# PROBLEM DESCRIPTION
Each line of the data below that holds the word "ClusterRef" is to be reported in full.

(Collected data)
┌────────

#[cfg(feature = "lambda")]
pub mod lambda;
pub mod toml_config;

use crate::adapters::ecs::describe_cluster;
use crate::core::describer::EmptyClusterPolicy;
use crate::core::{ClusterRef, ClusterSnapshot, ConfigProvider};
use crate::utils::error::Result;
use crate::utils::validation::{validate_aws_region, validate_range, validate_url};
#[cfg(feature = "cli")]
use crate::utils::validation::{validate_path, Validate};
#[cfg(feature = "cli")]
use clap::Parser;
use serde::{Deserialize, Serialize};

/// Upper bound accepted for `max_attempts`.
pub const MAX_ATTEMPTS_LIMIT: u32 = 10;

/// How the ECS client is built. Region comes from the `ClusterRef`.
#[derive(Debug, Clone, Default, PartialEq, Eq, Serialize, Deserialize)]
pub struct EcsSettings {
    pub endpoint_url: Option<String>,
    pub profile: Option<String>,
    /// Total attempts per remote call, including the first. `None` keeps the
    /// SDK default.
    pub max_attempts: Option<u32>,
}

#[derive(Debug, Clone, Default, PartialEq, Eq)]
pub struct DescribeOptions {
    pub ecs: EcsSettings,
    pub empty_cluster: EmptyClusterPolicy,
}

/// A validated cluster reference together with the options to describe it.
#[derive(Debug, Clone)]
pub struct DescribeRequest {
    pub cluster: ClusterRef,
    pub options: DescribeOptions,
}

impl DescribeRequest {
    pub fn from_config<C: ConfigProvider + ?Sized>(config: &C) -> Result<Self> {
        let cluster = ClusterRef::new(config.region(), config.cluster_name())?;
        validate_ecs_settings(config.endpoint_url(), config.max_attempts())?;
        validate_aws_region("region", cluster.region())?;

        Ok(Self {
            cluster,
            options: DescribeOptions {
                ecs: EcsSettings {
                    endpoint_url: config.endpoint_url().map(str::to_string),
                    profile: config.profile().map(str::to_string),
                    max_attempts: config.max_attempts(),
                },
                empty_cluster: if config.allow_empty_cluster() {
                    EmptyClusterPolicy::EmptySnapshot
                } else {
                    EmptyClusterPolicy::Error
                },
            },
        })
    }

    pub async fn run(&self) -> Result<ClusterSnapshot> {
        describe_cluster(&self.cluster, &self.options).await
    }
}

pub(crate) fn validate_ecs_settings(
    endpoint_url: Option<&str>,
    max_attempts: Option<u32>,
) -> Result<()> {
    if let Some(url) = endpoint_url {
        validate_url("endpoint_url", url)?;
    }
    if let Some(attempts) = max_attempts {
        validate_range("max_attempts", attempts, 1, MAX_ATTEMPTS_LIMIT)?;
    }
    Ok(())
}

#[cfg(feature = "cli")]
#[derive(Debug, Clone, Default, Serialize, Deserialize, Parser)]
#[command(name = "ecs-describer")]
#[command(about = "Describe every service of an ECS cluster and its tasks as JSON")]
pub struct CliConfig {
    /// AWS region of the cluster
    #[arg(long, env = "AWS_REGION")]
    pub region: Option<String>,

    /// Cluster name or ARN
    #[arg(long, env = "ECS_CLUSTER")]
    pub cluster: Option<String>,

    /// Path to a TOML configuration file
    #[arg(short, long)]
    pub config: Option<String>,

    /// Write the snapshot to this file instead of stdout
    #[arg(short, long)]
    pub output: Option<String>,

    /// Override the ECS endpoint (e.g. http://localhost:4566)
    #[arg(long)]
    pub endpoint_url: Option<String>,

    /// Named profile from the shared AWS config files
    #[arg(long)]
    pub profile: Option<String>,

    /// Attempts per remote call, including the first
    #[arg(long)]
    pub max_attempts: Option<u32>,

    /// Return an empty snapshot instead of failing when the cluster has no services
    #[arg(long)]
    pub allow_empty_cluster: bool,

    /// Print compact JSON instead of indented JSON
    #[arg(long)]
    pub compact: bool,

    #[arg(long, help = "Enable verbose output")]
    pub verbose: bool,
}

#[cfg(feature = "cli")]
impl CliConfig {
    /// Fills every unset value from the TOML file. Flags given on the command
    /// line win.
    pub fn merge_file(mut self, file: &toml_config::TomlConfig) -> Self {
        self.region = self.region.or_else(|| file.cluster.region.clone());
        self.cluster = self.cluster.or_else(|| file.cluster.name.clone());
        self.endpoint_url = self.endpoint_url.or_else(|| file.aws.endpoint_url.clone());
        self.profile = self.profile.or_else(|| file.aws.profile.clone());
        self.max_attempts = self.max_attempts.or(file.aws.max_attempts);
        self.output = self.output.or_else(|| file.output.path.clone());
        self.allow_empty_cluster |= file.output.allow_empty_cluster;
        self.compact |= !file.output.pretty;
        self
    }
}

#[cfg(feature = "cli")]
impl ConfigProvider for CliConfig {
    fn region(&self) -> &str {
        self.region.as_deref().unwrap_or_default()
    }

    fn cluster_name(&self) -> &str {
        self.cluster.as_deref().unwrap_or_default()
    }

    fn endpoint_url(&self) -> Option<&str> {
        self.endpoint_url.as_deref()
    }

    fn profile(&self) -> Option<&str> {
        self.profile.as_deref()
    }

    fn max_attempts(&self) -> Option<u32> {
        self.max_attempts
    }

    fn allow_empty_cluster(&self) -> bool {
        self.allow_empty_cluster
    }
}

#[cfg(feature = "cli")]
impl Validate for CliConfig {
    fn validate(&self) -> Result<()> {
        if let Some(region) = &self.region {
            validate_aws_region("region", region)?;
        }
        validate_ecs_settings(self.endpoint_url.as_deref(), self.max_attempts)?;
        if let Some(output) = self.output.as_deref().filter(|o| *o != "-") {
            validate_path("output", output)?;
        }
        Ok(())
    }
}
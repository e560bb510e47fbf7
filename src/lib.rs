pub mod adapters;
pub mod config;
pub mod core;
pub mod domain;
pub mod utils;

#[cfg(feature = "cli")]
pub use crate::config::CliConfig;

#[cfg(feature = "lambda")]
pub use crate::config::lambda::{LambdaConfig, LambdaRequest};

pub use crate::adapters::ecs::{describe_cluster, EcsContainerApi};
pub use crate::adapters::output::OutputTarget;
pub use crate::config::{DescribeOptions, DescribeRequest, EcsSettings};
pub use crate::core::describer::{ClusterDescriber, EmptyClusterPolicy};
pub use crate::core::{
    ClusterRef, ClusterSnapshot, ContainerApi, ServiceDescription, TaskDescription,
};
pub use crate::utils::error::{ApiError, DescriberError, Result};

└────────
┌────────

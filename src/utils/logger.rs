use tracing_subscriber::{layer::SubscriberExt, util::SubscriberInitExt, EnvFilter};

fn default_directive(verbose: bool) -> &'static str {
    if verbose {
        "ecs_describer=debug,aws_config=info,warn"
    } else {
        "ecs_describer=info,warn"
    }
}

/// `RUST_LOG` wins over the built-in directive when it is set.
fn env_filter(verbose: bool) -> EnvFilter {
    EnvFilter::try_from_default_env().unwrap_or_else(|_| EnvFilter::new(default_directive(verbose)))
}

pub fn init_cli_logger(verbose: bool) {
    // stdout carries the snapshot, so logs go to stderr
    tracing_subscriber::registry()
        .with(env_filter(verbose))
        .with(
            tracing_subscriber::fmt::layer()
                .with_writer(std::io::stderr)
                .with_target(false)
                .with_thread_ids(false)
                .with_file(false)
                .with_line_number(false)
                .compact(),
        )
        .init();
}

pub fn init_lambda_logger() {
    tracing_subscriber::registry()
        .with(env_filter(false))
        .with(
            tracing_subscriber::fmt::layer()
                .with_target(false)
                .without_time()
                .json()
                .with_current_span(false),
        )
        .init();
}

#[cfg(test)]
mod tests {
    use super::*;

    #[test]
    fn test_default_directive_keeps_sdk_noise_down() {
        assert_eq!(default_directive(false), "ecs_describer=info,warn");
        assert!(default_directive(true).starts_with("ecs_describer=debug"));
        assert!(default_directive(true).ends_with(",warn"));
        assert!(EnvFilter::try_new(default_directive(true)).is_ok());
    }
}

└────────
┌────────

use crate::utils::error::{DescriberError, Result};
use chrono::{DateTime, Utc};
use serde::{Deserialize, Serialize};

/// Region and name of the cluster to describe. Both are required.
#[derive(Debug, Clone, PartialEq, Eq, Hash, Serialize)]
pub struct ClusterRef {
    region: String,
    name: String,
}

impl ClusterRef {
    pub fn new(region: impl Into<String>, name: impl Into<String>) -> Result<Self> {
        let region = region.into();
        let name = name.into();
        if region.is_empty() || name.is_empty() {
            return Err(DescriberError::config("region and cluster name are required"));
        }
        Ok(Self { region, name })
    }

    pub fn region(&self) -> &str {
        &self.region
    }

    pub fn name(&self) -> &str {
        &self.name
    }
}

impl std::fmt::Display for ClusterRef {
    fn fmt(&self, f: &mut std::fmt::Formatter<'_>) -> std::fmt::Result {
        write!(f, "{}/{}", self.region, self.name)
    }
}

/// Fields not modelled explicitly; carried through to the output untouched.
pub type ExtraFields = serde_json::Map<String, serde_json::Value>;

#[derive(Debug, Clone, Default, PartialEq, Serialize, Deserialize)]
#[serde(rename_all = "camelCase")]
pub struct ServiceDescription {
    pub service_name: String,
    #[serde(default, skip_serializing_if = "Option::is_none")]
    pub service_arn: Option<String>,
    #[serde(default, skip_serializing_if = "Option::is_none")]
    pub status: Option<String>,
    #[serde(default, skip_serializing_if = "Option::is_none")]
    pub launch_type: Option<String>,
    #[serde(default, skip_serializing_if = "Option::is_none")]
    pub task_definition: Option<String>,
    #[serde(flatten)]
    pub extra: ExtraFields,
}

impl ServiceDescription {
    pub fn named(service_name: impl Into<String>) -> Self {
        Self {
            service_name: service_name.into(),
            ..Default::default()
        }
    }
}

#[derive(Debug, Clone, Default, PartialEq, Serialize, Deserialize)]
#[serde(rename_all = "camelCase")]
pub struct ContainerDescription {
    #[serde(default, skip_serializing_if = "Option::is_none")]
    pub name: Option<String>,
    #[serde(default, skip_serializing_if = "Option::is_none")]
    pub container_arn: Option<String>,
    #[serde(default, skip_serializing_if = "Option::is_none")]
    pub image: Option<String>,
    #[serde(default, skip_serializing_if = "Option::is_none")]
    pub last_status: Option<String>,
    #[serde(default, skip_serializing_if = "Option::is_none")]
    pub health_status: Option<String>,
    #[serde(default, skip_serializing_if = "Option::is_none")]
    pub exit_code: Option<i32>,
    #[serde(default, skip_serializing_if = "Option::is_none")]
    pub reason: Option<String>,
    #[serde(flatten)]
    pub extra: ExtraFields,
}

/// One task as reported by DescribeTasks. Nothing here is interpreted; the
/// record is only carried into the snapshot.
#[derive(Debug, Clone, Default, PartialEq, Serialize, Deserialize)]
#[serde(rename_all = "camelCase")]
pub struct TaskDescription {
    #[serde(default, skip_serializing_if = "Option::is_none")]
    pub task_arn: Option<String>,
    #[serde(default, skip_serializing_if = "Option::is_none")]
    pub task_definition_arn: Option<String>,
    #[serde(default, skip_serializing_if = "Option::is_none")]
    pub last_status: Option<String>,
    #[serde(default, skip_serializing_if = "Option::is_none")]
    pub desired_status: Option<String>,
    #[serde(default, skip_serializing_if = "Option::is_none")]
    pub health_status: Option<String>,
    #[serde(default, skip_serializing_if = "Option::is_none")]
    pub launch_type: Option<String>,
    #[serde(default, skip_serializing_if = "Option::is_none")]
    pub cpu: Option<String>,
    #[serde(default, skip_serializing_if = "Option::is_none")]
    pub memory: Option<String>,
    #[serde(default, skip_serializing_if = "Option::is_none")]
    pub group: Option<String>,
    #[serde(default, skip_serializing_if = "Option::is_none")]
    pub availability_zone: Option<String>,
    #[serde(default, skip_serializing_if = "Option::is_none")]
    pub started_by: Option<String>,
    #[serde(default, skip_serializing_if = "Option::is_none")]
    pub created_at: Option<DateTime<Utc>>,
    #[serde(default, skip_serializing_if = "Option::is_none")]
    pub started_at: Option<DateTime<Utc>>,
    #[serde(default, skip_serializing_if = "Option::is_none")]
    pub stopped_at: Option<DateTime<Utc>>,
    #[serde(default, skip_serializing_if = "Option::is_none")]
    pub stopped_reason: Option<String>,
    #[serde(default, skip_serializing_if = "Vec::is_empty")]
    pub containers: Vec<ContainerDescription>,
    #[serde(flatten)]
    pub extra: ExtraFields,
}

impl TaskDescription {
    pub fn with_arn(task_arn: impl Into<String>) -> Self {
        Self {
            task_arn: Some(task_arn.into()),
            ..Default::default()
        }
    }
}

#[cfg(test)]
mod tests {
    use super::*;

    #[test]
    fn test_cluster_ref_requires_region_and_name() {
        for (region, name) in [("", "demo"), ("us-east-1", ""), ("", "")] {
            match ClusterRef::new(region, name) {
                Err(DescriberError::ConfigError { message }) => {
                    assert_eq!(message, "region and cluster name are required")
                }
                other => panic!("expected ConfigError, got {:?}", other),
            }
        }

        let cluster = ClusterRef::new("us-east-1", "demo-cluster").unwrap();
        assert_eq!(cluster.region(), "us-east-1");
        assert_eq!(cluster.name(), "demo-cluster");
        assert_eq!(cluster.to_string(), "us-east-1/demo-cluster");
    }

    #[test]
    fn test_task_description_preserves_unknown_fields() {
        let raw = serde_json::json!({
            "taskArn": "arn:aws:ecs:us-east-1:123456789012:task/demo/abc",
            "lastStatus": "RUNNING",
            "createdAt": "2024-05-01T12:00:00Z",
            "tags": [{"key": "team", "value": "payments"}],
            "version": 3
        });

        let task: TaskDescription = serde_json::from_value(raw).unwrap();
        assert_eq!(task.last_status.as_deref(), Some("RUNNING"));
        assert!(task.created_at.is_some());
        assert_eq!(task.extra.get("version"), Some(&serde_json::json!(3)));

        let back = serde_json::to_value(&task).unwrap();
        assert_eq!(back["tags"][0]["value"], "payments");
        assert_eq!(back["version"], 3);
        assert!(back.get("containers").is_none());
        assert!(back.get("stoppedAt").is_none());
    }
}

└────────

# RESPONSE FOR THIS EXERCISE
use crate::core::{ClusterRef, ClusterSnapshot, ConfigProvider};
/// How the ECS client is built. Region comes from the `ClusterRef`.
    pub cluster: ClusterRef,
        let cluster = ClusterRef::new(config.region(), config.cluster_name())?;
    ClusterRef, ClusterSnapshot, ContainerApi, ServiceDescription, TaskDescription,
pub struct ClusterRef {
impl ClusterRef {
impl std::fmt::Display for ClusterRef {
            match ClusterRef::new(region, name) {
        let cluster = ClusterRef::new("us-east-1", "demo-cluster").unwrap();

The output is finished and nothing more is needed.